Composition of fermentation medium: glucose 6%, KH ₂ PO ₄ 0.05%, K ₂ HP
O ₄ 0.05%, MgSO ₄ .7H ₂ O 0.025%, ammonium sulfate 2
%, Biotin _{30μg /, MnSO 4 · 7H 2} O10mg /, corn
0.5% steep liquor, 2% CaCO ₃ (pH 7.2) (3) L-phenylalanine production test Corynebacterium glutamicum K80 (FERM BP-23
69) and parent strain K78 (FERM BP-2063) and T17 strain (ATCC218).
51 / pEaroG-pheA3) was cultured in the same manner as in Example 2, (2). After the culture, the culture solution was subjected to paper chromatography, and after ninhydrin was colored, the amount of L-phenylalanine produced was measured by colorimetric quantification.

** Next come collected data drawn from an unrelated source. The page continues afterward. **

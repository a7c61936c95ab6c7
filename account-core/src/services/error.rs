use crate::services::policy::PasswordViolation;
use crate::services::status::ApiStatus;
use crate::store::StoreError;
use thiserror::Error;

#[derive(Debug, Error)]
pub enum ServiceError {
    #[error("Store error: {0}")]
    Store(#[from] StoreError),

    #[error("Notification delivery failed: {0}")]
    Notification(String),

    #[error("Internal error: {0}")]
    Internal(#[from] anyhow::Error),

    #[error("Validation error: {0}")]
    InvalidArguments(String),

    #[error("Authorization failure")]
    AuthorizationFailure,

    #[error("Sign-in is not allowed for this account")]
    LoginNotAllowed,

    #[error("Email already used")]
    EmailAlreadyUsed,

    #[error("Invalid or already redeemed token")]
    InvalidToken,

    #[error("Incorrect password")]
    IncorrectPassword,

    #[error("Account already has a password")]
    UserAlreadyHasPassword,

    #[error("External login already associated with an account")]
    LoginAlreadyAssociated,

    #[error("Cannot remove the only remaining sign-in method")]
    RemoveLoginError,

    #[error("Password rejected by policy")]
    PasswordPolicy(Vec<PasswordViolation>),
}

impl From<validator::ValidationErrors> for ServiceError {
    fn from(err: validator::ValidationErrors) -> Self {
        ServiceError::InvalidArguments(err.to_string())
    }
}

impl ServiceError {
    /// Translate to the boundary status vocabulary. Infrastructure errors
    /// collapse to `OperationFailed`; nothing else leaks.
    pub fn status(&self) -> ApiStatus {
        match self {
            ServiceError::Store(_) | ServiceError::Internal(_) | ServiceError::Notification(_) => {
                ApiStatus::OperationFailed
            }
            ServiceError::InvalidArguments(_) => ApiStatus::InvalidArguments,
            ServiceError::AuthorizationFailure => ApiStatus::AuthorizationFailure,
            ServiceError::LoginNotAllowed => ApiStatus::LoginNotAllowedError,
            ServiceError::EmailAlreadyUsed => ApiStatus::EmailAlreadyUsed,
            ServiceError::InvalidToken => ApiStatus::InvalidToken,
            ServiceError::IncorrectPassword => ApiStatus::IncorrectPassword,
            ServiceError::UserAlreadyHasPassword => ApiStatus::UserAlreadyHasPassword,
            ServiceError::LoginAlreadyAssociated => ApiStatus::LoginAlreadyAssociated,
            ServiceError::RemoveLoginError => ApiStatus::RemoveLoginError,
            ServiceError::PasswordPolicy(violations) => violations
                .first()
                .map(PasswordViolation::status)
                .unwrap_or(ApiStatus::InvalidArguments),
        }
    }
}

impl From<&ServiceError> for ApiStatus {
    fn from(err: &ServiceError) -> Self {
        err.status()
    }
}

#[cfg(test)]
mod tests {
    use super::*;

    #[test]
    fn test_infrastructure_errors_collapse() {
        let err = ServiceError::Internal(anyhow::anyhow!("pool exhausted"));
        assert_eq!(err.status(), ApiStatus::OperationFailed);

        let err = ServiceError::Store(StoreError::Conflict);
        assert_eq!(err.status(), ApiStatus::OperationFailed);
    }

    #[test]
    fn test_domain_errors_map_to_specific_codes() {
        assert_eq!(ServiceError::InvalidToken.status(), ApiStatus::InvalidToken);
        assert_eq!(
            ServiceError::RemoveLoginError.status(),
            ApiStatus::RemoveLoginError
        );
        assert_eq!(
            ServiceError::PasswordPolicy(vec![PasswordViolation::MissingDigit]).status(),
            ApiStatus::PasswordRequiresDigit
        );
    }
}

 Table 7 shows the results.

Effect of the Invention By using the coryneform glutamic acid-producing bacterium of the present invention, L-tryptophan, L-tyrosine or L-phenylalanine-producing bacterium of the conventional strain can be produced at a higher yield.
-Fermentative production of tryptophan, L-tyrosine or L-phenylalanine.

Claims (1)

(57) [Claims] 1. A microorganism which belongs to a coryneform glutamic acid-producing bacterium, has a phosphoenolpyruvate carboxylase activity and a pyruvate kinase activity reduced or deleted, and has an ability to produce L-tryptophan, L-tyrosine or L-phenylalanine. And cultured in L-
Production of L-tryptophan, L-tyrosine or L-phenylalanine, which comprises producing and accumulating tryptophan, L-tyrosine or L-phenylalanine, and collecting L-tryptophan, L-tyrosine or L-phenylalanine from the culture. Law.